Quantas mulheres que querem isso e não conseguem, por causa das tantas outras que se submetem passivamente à cesárea, fazendo com que o médico comodamente indique DESNECESSARIAMENTE essa intervenção tão agressiva à mãe e ao bebê?

Beijos

Carla Beatriz disse...

Ric,
Adorei tua visita e teu comentário! Tu bem sabes que sou tua fã e que uma das melhores escolhas da minha vida foi te ter como meu obstetra em meus dois partos, juntamente com a Zeza. Com o apoio de vocês dois, eu pude ser vitoriosa e parir meus filhos naturalmente, do jeito que eu queria!

Ao mesmo tempo, como é difícil mostrar às mulheres que elas têm escolha SIM e que podem dizer ao médicos o que elas querem e não querem no seu parto e MUDAREM de profissional, quando este não compartilha de seu ponto de vista. O discurso é sempre o mesmo: "Eu confio plenamente no meu médico e sei que ele fará o melhor para mim e meu bebê."

Eu lembro das longas conversas que tínhamos nas minhas consultas de pré-natal, das minhas dúvidas, do que faríamos em caso de emergência, de que nunca farias nada em mim que eu não autorizasse e de como tudo dependia de mim e de minhas escolhas.
Nunca me esquecerei, de meu primeiro parto, depois de mais de 24 longas horas de trabalho de parto, eu exausta, com sono e doida para que tudo terminasse, das tuas palavras: "Carla, tu estás bem, teu bebê está bem, só depende de TI fazer nascer esse bebê." Essas palavras me deram o impulso necessário para parir meu filho, pois só dependia de MIM. E assim foi e eu me senti extremamente VITORIOSA.

Também fico muito feliz em saber que minha experiência serviu de exemplo e inspiração para minha colega de trabalho, que lembrando de mim, também conseguiu parir sua filha e sentiu o mesmo que eu: um orgulho imenso.

Um beijo,

Ana Cláudia disse...

Carla, adorei seu post. Embora eu tenha passado por duas cesáreas. Na primeira, tentei até o último momento e não encontrei nenhum outro médico para me apoiar depois de 10 horas de bolsa rota sem TP ativo. Ou faca, ou estava sem médico. Um cicatriz profunda em minha alma, que nunca deixará de doer.
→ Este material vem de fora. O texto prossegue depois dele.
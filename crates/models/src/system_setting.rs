use sea_orm::{entity::prelude::*, DatabaseConnection, QueryFilter};
use serde::{Deserialize, Serialize};
use uuid::Uuid;

use crate::errors::ModelError;
use crate::user;

#[derive(Clone, Debug, PartialEq, DeriveEntityModel, Serialize, Deserialize)]
#[sea_orm(table_name = "system_settings")]
pub struct Model {
    #[sea_orm(primary_key, auto_increment = false)]
    pub id: Uuid,
    pub setting_key: String,
    pub setting_value: String,
    pub value_type: SettingType,
    pub description: Option<String>,
    pub is_public: bool,
    pub updated_by: Option<Uuid>,
    pub updated_at: DateTimeWithTimeZone,
}

/// Declared type of a stored setting value. Values are stored as text;
/// the tag tells consumers how to interpret them.
#[derive(Clone, Debug, PartialEq, Eq, EnumIter, DeriveActiveEnum, Serialize, Deserialize)]
#[sea_orm(rs_type = "String", db_type = "String(StringLen::N(16))")]
pub enum SettingType {
    #[sea_orm(string_value = "string")]
    String,
    #[sea_orm(string_value = "number")]
    Number,
    #[sea_orm(string_value = "boolean")]
    Boolean,
    #[sea_orm(string_value = "json")]
    Json,
}

#[derive(Copy, Clone, Debug, EnumIter)]
pub enum Relation {
    Updater,
}

impl RelationTrait for Relation {
    fn def(&self) -> RelationDef {
        match self {
            Relation::Updater => Entity::belongs_to(user::Entity)
                .from(Column::UpdatedBy)
                .to(user::Column::Id)
                .into(),
        }
    }
}

impl ActiveModelBehavior for ActiveModel {}

pub async fn find_by_key(db: &DatabaseConnection, key: &str) -> Result<Option<Model>, ModelError> {
    Entity::find()
        .filter(Column::SettingKey.eq(key))
        .one(db)
        .await
        .map_err(|e| ModelError::Db(e.to_string()))
}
Na segunda, esperamos bastante e tentamos de tudo. Só concordei com a cesárea (e fui consultada sobre) quando começamos a ter alterações nos batimentos do bb. Nasceu com apgar 7/8. No limite para ficar em observação. Para mim, este é o limite do sofrimento que eu permite à ele. Estou convencida e estava acompanhada pelo melhor médico do RJ que é o Xico Vilela.

O que te digo, amiga, é que o primeiro parto precisa ser normal. A partir daí, você abre literalmente todos os canais.
Em caso contrário, elas se fecham num funil cada dia mais apertado.
E no meu caso foi assim, só encontrei o Xico que apoiasse a tentativa de parto normal tão pouco tempo depois de uma cesárea. E olha que falei com muita gente que se diz humanizada.

Não é fácil sair do sistema. E nem todo mundo tem condições de pagar para ter um auxilio diferenciado. Eu mesma não tinha no primeiro parto. Me submeti a indicações e um vaginalista da pior espécie. Durante muito tempo, não conseguia passar perto de seu consultório sem chorar. Hoje, isso já passou. Mas nunca mais o vi. Não sei se conseguiria olhar na cara dele de novo sem lhe dar um bofetão como desabafo, não vingança, pela dor que sentimos.

E colocar a culpa na mulher, é isentar o médico que estuda e faz parto todo dia, da violência que ele comete quando engana uma grávida que NUNCA pariu na vida.
As mulheres são ingênuas de acreditar? Não, os médicos é que são prepotentes de te enganar.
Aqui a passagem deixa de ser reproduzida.